▶ **What to work on**: Your job is to return every line of the listing holding the string "width".

▶ **Record excerpts**:

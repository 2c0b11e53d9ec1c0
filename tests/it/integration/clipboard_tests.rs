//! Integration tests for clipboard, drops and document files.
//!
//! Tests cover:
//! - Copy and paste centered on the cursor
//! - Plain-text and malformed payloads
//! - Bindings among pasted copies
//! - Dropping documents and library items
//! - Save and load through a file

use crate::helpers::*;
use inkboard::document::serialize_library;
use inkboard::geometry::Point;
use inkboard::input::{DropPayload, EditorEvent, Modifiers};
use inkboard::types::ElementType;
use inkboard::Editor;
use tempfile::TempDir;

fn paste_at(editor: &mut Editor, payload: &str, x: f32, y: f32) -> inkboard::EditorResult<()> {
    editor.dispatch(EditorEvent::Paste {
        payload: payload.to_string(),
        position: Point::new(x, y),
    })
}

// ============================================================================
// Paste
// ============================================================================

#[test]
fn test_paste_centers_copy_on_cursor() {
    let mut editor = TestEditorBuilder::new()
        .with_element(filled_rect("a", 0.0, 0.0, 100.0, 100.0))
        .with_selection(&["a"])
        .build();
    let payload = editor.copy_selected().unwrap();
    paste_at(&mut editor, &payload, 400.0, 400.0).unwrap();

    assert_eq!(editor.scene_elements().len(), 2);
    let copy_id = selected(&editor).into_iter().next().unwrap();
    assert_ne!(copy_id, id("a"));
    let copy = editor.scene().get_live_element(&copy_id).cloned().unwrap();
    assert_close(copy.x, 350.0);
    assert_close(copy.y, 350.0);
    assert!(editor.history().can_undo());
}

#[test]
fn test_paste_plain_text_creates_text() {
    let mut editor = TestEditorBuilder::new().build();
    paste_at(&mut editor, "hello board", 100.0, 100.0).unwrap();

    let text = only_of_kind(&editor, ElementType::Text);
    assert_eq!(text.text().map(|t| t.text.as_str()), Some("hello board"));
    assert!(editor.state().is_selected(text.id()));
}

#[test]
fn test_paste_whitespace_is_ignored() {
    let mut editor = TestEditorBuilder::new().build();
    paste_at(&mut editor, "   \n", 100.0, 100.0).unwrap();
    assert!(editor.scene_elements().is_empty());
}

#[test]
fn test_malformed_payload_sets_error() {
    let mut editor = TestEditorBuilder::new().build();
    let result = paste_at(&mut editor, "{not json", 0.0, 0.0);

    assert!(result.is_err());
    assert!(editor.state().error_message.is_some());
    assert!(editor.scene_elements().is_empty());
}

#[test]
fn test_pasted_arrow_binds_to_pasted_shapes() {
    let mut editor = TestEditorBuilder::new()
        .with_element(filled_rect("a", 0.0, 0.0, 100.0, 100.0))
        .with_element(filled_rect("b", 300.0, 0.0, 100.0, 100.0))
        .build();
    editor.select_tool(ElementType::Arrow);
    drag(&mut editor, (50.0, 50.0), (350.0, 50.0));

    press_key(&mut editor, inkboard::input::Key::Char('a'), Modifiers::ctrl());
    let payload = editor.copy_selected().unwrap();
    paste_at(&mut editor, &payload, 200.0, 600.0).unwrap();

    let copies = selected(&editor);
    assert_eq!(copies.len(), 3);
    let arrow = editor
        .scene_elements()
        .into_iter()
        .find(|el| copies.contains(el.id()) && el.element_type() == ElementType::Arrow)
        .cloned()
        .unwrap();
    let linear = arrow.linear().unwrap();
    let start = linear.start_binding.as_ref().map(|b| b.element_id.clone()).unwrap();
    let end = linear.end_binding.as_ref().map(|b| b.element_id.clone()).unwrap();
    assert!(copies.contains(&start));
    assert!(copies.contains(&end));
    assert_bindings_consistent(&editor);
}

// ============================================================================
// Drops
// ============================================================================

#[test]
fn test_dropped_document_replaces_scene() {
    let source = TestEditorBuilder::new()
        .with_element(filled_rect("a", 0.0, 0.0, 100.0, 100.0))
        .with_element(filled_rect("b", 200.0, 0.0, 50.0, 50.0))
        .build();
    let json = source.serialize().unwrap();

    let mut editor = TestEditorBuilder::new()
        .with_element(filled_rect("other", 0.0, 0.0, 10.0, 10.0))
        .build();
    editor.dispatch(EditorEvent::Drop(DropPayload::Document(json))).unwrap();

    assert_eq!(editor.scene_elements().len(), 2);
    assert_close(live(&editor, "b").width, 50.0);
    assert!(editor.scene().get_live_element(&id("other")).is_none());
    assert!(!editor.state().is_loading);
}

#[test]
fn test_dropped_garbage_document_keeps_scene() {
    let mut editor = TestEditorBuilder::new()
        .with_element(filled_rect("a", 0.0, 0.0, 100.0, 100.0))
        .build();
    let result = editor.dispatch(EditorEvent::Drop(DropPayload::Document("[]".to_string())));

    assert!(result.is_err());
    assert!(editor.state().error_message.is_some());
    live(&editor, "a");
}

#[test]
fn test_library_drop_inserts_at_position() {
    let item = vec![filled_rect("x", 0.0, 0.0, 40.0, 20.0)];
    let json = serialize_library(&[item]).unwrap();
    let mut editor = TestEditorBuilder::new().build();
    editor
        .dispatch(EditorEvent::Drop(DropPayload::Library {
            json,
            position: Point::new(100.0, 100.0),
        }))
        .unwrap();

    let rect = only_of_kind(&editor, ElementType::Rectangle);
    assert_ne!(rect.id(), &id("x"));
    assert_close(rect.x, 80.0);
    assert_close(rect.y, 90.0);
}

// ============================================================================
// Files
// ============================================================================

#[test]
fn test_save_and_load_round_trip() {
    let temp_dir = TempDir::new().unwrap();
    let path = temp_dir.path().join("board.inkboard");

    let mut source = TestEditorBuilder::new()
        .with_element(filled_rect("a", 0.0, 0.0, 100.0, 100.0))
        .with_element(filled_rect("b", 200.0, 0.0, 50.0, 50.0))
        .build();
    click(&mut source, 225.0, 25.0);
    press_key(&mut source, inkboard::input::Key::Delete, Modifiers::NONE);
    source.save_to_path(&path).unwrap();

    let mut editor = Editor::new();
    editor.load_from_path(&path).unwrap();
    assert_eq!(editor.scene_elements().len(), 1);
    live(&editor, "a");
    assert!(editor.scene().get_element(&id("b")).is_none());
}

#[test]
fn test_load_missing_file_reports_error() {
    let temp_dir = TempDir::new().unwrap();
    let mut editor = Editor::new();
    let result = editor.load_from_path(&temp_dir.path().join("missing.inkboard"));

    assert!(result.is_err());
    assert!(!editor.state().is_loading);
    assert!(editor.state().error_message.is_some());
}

* * *

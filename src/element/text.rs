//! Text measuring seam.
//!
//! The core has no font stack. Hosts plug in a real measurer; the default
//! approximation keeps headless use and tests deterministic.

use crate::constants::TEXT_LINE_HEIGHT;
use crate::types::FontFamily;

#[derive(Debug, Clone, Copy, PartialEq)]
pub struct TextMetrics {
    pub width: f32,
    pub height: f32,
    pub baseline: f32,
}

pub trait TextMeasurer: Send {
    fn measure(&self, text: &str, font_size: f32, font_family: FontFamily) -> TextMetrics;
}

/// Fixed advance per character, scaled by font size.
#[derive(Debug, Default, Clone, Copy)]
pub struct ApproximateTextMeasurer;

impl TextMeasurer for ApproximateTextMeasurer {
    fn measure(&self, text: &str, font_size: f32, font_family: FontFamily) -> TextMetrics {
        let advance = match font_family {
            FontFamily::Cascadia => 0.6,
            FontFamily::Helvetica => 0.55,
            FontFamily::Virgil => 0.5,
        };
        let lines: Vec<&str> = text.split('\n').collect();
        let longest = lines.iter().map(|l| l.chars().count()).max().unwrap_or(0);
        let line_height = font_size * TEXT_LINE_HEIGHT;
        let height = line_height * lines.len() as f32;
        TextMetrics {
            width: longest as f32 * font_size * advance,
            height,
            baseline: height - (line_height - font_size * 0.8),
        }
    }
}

---

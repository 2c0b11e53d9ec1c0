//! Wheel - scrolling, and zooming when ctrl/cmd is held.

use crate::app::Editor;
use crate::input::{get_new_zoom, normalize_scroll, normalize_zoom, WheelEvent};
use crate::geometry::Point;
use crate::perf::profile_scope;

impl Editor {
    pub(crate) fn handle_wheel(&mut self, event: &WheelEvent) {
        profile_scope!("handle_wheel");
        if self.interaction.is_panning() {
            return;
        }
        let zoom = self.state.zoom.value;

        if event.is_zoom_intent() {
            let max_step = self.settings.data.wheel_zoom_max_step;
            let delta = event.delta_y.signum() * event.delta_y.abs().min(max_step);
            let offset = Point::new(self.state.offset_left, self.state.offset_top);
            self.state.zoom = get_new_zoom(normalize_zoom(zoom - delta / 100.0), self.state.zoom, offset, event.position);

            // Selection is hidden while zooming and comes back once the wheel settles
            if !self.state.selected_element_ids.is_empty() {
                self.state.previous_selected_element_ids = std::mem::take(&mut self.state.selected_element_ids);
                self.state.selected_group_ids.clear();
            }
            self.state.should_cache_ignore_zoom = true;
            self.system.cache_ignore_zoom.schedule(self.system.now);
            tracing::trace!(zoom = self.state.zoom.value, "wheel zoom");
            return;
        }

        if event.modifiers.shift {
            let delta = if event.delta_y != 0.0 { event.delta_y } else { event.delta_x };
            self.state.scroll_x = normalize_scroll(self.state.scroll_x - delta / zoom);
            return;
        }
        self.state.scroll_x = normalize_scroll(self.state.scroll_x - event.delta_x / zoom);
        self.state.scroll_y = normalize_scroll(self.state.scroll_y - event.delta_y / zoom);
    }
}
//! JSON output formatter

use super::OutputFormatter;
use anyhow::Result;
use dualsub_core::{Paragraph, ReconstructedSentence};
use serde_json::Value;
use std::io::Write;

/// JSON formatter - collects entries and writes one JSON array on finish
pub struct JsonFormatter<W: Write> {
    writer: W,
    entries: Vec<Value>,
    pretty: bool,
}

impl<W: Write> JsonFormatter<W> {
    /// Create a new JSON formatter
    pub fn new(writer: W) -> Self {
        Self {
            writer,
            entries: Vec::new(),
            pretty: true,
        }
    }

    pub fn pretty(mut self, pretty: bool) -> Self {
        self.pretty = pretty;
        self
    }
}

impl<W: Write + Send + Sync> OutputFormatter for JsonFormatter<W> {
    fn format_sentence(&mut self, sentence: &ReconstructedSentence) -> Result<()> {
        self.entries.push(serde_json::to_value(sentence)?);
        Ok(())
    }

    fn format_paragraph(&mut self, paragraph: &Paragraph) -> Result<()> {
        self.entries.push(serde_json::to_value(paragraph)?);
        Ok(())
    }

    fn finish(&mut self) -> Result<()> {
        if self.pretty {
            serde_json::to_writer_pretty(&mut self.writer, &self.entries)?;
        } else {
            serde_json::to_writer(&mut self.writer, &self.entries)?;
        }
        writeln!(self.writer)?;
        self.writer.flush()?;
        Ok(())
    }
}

▶ **Task output**:
    assert_close(live(&editor, "b").width, 50.0);
    pub width: f32,
            width: longest as f32 * font_size * advance,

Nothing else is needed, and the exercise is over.